Use of GLP-1 medications for weight loss is accelerating rapidly with Mounjaro & Wegovy now household names. Are these drugs a panacea for the obesity epidemic, or do the wide-ranging side effects make them a healthcare time bomb? Let’s take a close look at the ‘GLP-1 receptor agonists’ – how they work, what the side effects are, and how we can help, as well as natural alternatives.
The rise in repurposed GLP-1 medications used for weight loss is creating ripples through the world as pharma companies rake in profits, while processed food companies quake in their boots at potential lost revenue. It’s no exaggeration to say that they could be game-changing in many ways in the next 10 years both in terms of the dramatic effects they have on health, for good or ill, but also the economic and cultural challenges they may pose.

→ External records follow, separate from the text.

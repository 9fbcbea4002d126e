//! Ledger kept in a table on each shard.
//!
//! The ledger row lives next to the schema it describes, so a shard restored
//! from backup carries its own migration history. Statements go through the
//! driver's connection capability like any other query.

use async_trait::async_trait;
use chrono::{DateTime, Utc};
use tracing::debug;

use super::history::{sort_history, status_to_str, str_to_status, MigrationHistoryStore};
use super::{validate_transition, MigrationRecord};
use crate::connection::ShardedConnectionFactory;
use crate::core::identifier::{quote_literal, quote_mssql, quote_pg, quote_qualified};
use crate::core::{Row, ShardConnection, SqlValue, Statement};
use crate::error::{Result, ShardError};
use crate::topology::ShardId;

/// Default ledger table name.
pub const DEFAULT_LEDGER_TABLE: &str = "_dbshard_migrations";

/// Dialect-specific statement text for the ledger table.
///
/// Parameters are positional:
/// - `select_one`: shard_id, migration_id
/// - `select_shard`: shard_id
/// - `upsert`: shard_id, migration_id, status, applied_at_utc, error_detail
///
/// Selects must return the columns `shard_id, migration_id, status,
/// applied_at_utc, error_detail`.
#[derive(Debug, Clone, PartialEq, Eq)]
pub struct LedgerStatements {
    pub create_table: String,
    pub select_one: String,
    pub select_shard: String,
    pub upsert: String,
}

impl LedgerStatements {
    /// PostgreSQL statements for `table` (optionally schema-qualified).
    pub fn postgres(table: &str) -> Result<Self> {
        let t = quote_qualified(table, quote_pg)?;
        Ok(Self {
            create_table: format!(
                "CREATE TABLE IF NOT EXISTS {t} (
                    shard_id TEXT NOT NULL,
                    migration_id TEXT NOT NULL,
                    status TEXT NOT NULL CHECK (status IN ('pending', 'applied', 'failed', 'rolled_back')),
                    applied_at_utc TIMESTAMPTZ NOT NULL,
                    error_detail TEXT,
                    PRIMARY KEY (shard_id, migration_id)
                )"
            ),
            select_one: format!(
                "SELECT shard_id, migration_id, status, applied_at_utc, error_detail
                 FROM {t} WHERE shard_id = $1 AND migration_id = $2"
            ),
            select_shard: format!(
                "SELECT shard_id, migration_id, status, applied_at_utc, error_detail
                 FROM {t} WHERE shard_id = $1 ORDER BY applied_at_utc, migration_id"
            ),
            upsert: format!(
                "INSERT INTO {t} (shard_id, migration_id, status, applied_at_utc, error_detail)
                 VALUES ($1, $2, $3, $4, $5)
                 ON CONFLICT (shard_id, migration_id) DO UPDATE SET
                    status = EXCLUDED.status,
                    applied_at_utc = EXCLUDED.applied_at_utc,
                    error_detail = EXCLUDED.error_detail"
            ),
        })
    }

    /// SQL Server statements for `table` (optionally schema-qualified).
    pub fn mssql(table: &str) -> Result<Self> {
        let t = quote_qualified(table, quote_mssql)?;
        let object_name = quote_literal(&t);
        Ok(Self {
            create_table: format!(
                "IF OBJECT_ID(N{object_name}, N'U') IS NULL
                 CREATE TABLE {t} (
                    shard_id NVARCHAR(128) NOT NULL,
                    migration_id NVARCHAR(256) NOT NULL,
                    status NVARCHAR(16) NOT NULL,
                    applied_at_utc DATETIME2 NOT NULL,
                    error_detail NVARCHAR(MAX) NULL,
                    PRIMARY KEY (shard_id, migration_id)
                 )"
            ),
            select_one: format!(
                "SELECT shard_id, migration_id, status, applied_at_utc, error_detail
                 FROM {t} WHERE shard_id = @P1 AND migration_id = @P2"
            ),
            select_shard: format!(
                "SELECT shard_id, migration_id, status, applied_at_utc, error_detail
                 FROM {t} WHERE shard_id = @P1 ORDER BY applied_at_utc, migration_id"
            ),
            upsert: format!(
                "MERGE {t} WITH (HOLDLOCK) AS target
                 USING (SELECT @P1 AS shard_id, @P2 AS migration_id, @P3 AS status,
                               @P4 AS applied_at_utc, @P5 AS error_detail) AS source
                 ON target.shard_id = source.shard_id AND target.migration_id = source.migration_id
                 WHEN MATCHED THEN UPDATE SET
                    status = source.status,
                    applied_at_utc = source.applied_at_utc,
                    error_detail = source.error_detail
                 WHEN NOT MATCHED THEN INSERT (shard_id, migration_id, status, applied_at_utc, error_detail)
                    VALUES (source.shard_id, source.migration_id, source.status,
                            source.applied_at_utc, source.error_detail);"
            ),
        })
    }

    /// Statements for a driver type name (`postgres`, `mssql`).
    pub fn for_db_type(db_type: &str, table: &str) -> Result<Self> {
        match db_type.to_lowercase().as_str() {
            "postgres" | "postgresql" | "pg" => Self::postgres(table),
            "mssql" | "sqlserver" | "sql_server" => Self::mssql(table),
            other => Err(ShardError::Config(format!(
                "no ledger statements for database type '{}'",
                other
            ))),
        }
    }
}

/// Ledger stored on the shards themselves.
pub struct ShardLedgerStore {
    factory: ShardedConnectionFactory,
    statements: LedgerStatements,
}

impl ShardLedgerStore {
    pub fn new(factory: ShardedConnectionFactory, statements: LedgerStatements) -> Self {
        Self {
            factory,
            statements,
        }
    }

    /// Create the ledger table on one shard.
    pub async fn init_shard(&self, shard: &ShardId) -> Result<()> {
        let mut conn = self.factory.open(shard).await?;
        conn.execute_script(&self.statements.create_table).await?;
        debug!("Ledger table ready on shard {}", shard);
        Ok(())
    }

    async fn fetch_one(
        &self,
        conn: &mut Box<dyn ShardConnection>,
        shard: &ShardId,
        migration_id: &str,
    ) -> Result<Option<MigrationRecord>> {
        let statement = Statement::new(self.statements.select_one.as_str())
            .bind(shard.as_str())
            .bind(migration_id);
        conn.query(&statement)
            .await?
            .first()
            .map(decode_record)
            .transpose()
    }
}

#[async_trait]
impl MigrationHistoryStore for ShardLedgerStore {
    async fn init(&self) -> Result<()> {
        for shard in self.factory.topology().ids() {
            self.init_shard(shard).await?;
        }
        Ok(())
    }

    async fn get(&self, shard: &ShardId, migration_id: &str) -> Result<Option<MigrationRecord>> {
        let mut conn = self.factory.open(shard).await?;
        self.fetch_one(&mut conn, shard, migration_id).await
    }

    async fn record(&self, record: &MigrationRecord) -> Result<()> {
        let mut conn = self.factory.open(&record.shard_id).await?;
        let current = self
            .fetch_one(&mut conn, &record.shard_id, &record.migration_id)
            .await?;
        validate_transition(current.as_ref(), record)?;

        let statement = Statement::new(self.statements.upsert.as_str())
            .bind(record.shard_id.as_str())
            .bind(record.migration_id.as_str())
            .bind(status_to_str(record.status))
            .bind(record.applied_at_utc)
            .bind(record.error_detail.clone());
        conn.execute(&statement).await?;
        Ok(())
    }

    async fn history(&self, shard: &ShardId) -> Result<Vec<MigrationRecord>> {
        let mut conn = self.factory.open(shard).await?;
        let statement = Statement::new(self.statements.select_shard.as_str()).bind(shard.as_str());
        let mut records = conn
            .query(&statement)
            .await?
            .iter()
            .map(decode_record)
            .collect::<Result<Vec<_>>>()?;
        sort_history(&mut records);
        Ok(records)
    }

    fn backend_type(&self) -> &'static str {
        "shard"
    }
}

fn decode_record(row: &Row) -> Result<MigrationRecord> {
    let text = |column: &str| -> Result<String> {
        row.get(column)
            .and_then(|v| v.as_str())
            .map(str::to_string)
            .ok_or_else(|| {
                ShardError::History(format!("ledger row has no text column '{}'", column))
            })
    };

    let applied_at_utc = match row.get("applied_at_utc") {
        Some(SqlValue::Timestamp(ts)) => *ts,
        Some(SqlValue::Text(s)) => DateTime::parse_from_rfc3339(s)
            .map(|ts| ts.with_timezone(&Utc))
            .map_err(|e| ShardError::History(format!("invalid applied_at_utc '{}': {}", s, e)))?,
        _ => {
            return Err(ShardError::History(
                "ledger row has no applied_at_utc timestamp".into(),
            ))
        }
    };

    Ok(MigrationRecord {
        shard_id: ShardId::new(text("shard_id")?),
        migration_id: text("migration_id")?,
        status: str_to_status(&text("status")?)?,
        applied_at_utc,
        error_detail: row.get("error_detail").and_then(|v| v.as_str()).map(str::to_string),
    })
}

#[cfg(test)]
mod tests {
    use super::*;
    use crate::core::mock::MockConnector;
    use crate::migration::{ApplyOutcome, MigrationExecutor, MigrationStatus};
    use crate::topology::{ShardDescriptor, ShardTopology};
    use std::collections::HashMap;
    use std::sync::{Arc, Mutex};

    /// Emulates the ledger table on one mock shard: upserts store the bound
    /// parameters, selects return them.
    fn ledger_table(mock: &MockConnector, shard: &str) {
        let rows: Arc<Mutex<HashMap<(String, String), Vec<SqlValue>>>> = Arc::default();
        mock.set_handler(
            shard,
            Arc::new(move |statement: &Statement| -> Result<Vec<Row>> {
                let mut rows = rows.lock().unwrap();
                let p = &statement.params;
                let key = |i: usize| {
                    p.get(i)
                        .and_then(|v| v.as_str())
                        .unwrap_or_default()
                        .to_string()
                };
                let to_row = |values: &Vec<SqlValue>| {
                    Row::from_pairs(
                        ["shard_id", "migration_id", "status", "applied_at_utc", "error_detail"]
                            .into_iter()
                            .zip(values.iter().cloned()),
                    )
                };

                if statement.sql.trim_start().starts_with("INSERT") {
                    rows.insert((key(0), key(1)), p.clone());
                    Ok(vec![])
                } else if p.len() == 2 {
                    Ok(rows.get(&(key(0), key(1))).map(to_row).into_iter().collect())
                } else {
                    Ok(rows
                        .iter()
                        .filter(|((s, _), _)| *s == key(0))
                        .map(|(_, v)| to_row(v))
                        .collect())
                }
            }),
        );
    }

    fn factory(mock: &MockConnector) -> ShardedConnectionFactory {
        let topology = ShardTopology::new(
            1,
            vec![
                ShardDescriptor::new("s1", "host=db1"),
                ShardDescriptor::new("s2", "host=db2"),
            ],
        )
        .unwrap();
        ShardedConnectionFactory::new(Arc::new(topology), Arc::new(mock.clone()))
    }

    #[test]
    fn test_postgres_statements_quote_table() {
        let statements = LedgerStatements::postgres("ops.ledger").unwrap();
        assert!(statements.create_table.contains("\"ops\".\"ledger\""));
        assert!(statements.upsert.contains("ON CONFLICT (shard_id, migration_id)"));
        assert!(statements.select_one.contains("$2"));
    }

    #[test]
    fn test_mssql_statements_quote_table() {
        let statements = LedgerStatements::mssql(DEFAULT_LEDGER_TABLE).unwrap();
        assert!(statements.create_table.contains("[_dbshard_migrations]"));
        assert!(statements.create_table.contains("OBJECT_ID(N'[_dbshard_migrations]'"));
        assert!(statements.upsert.starts_with("MERGE"));
        assert!(statements.select_one.contains("@P2"));
    }

    #[test]
    fn test_statements_for_db_type() {
        assert!(LedgerStatements::for_db_type("PostgreSQL", "t").is_ok());
        assert!(LedgerStatements::for_db_type("mssql", "t").is_ok());
        assert!(LedgerStatements::for_db_type("oracle", "t").is_err());
        assert!(LedgerStatements::postgres("").is_err());
    }

    #[tokio::test]
    async fn test_init_creates_table_on_every_shard() {
        let mock = MockConnector::new();
        let statements = LedgerStatements::postgres(DEFAULT_LEDGER_TABLE).unwrap();
        let store = ShardLedgerStore::new(factory(&mock), statements.clone());
        store.init().await.unwrap();
        assert_eq!(mock.scripts("s1"), vec![statements.create_table.clone()]);
        assert_eq!(mock.scripts("s2"), vec![statements.create_table]);
    }

    #[tokio::test]
    async fn test_executor_with_shard_ledger_is_idempotent() {
        let mock = MockConnector::new();
        ledger_table(&mock, "s1");
        let factory = factory(&mock);
        let store = Arc::new(ShardLedgerStore::new(
            factory.clone(),
            LedgerStatements::postgres(DEFAULT_LEDGER_TABLE).unwrap(),
        ));
        let executor = MigrationExecutor::new(factory, store.clone());
        let s1 = ShardId::from("s1");

        let first = executor.apply(&s1, "001", "CREATE TABLE t (id INT)").await.unwrap();
        assert!(matches!(first, ApplyOutcome::Applied { newly_applied: true, .. }));
        let second = executor.apply(&s1, "001", "CREATE TABLE t (id INT)").await.unwrap();
        assert!(matches!(second, ApplyOutcome::Applied { newly_applied: false, .. }));

        assert_eq!(mock.scripts("s1").len(), 1);
        let history = store.history(&s1).await.unwrap();
        assert_eq!(history.len(), 1);
        assert_eq!(history[0].status, MigrationStatus::Applied);
        assert_eq!(store.backend_type(), "shard");
    }

    #[test]
    fn test_decode_rejects_bad_status() {
        let row = Row::from_pairs([
            ("shard_id", SqlValue::from("s1")),
            ("migration_id", SqlValue::from("001")),
            ("status", SqlValue::from("done")),
            ("applied_at_utc", SqlValue::from("2024-01-01T00:00:00Z")),
            ("error_detail", SqlValue::Null),
        ]);
        assert!(matches!(decode_record(&row), Err(ShardError::History(_))));
    }

    #[test]
    fn test_decode_accepts_text_timestamp() {
        let row = Row::from_pairs([
            ("shard_id", SqlValue::from("s1")),
            ("migration_id", SqlValue::from("001")),
            ("status", SqlValue::from("applied")),
            ("applied_at_utc", SqlValue::from("2024-01-01T00:00:00Z")),
            ("error_detail", SqlValue::Null),
        ]);
        let record = decode_record(&row).unwrap();
        assert_eq!(record.status, MigrationStatus::Applied);
        assert!(record.error_detail.is_none());
    }
}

Are these drugs a panacea for the obesity epidemic, or do the wide-ranging side effects make them a healthcare time bomb? One thing’s for sure, they are here to stay, and their use is likely to increase dramatically, so, as practitioners, how do we manage people choosing to lose weight in this way, and could it even be a positive opportunity? Let’s take a close look at the ‘GLP-1 receptor agonists’ – how they work, what the side effects are, and how we can help, as well as natural alternatives.
Why are obesity levels increasing?
First up, what’s the problem these drugs are trying to solve? It’s one that practitioners have been dealing with for decades as metabolic dysfunction, including obesity, increase exponentially worldwide, with a sobering 64% estimated as overweight or obese in the UK.[1] Of course this is not simply a question of ‘calories in, calories out’. It does seem that there are certain people who are more susceptible to weight gain than others. Individual factors in metabolism or appetite regulation therefore play a significant part, and we now have a better understanding that overweight people are not simply ‘lazy’ and ‘greedy’.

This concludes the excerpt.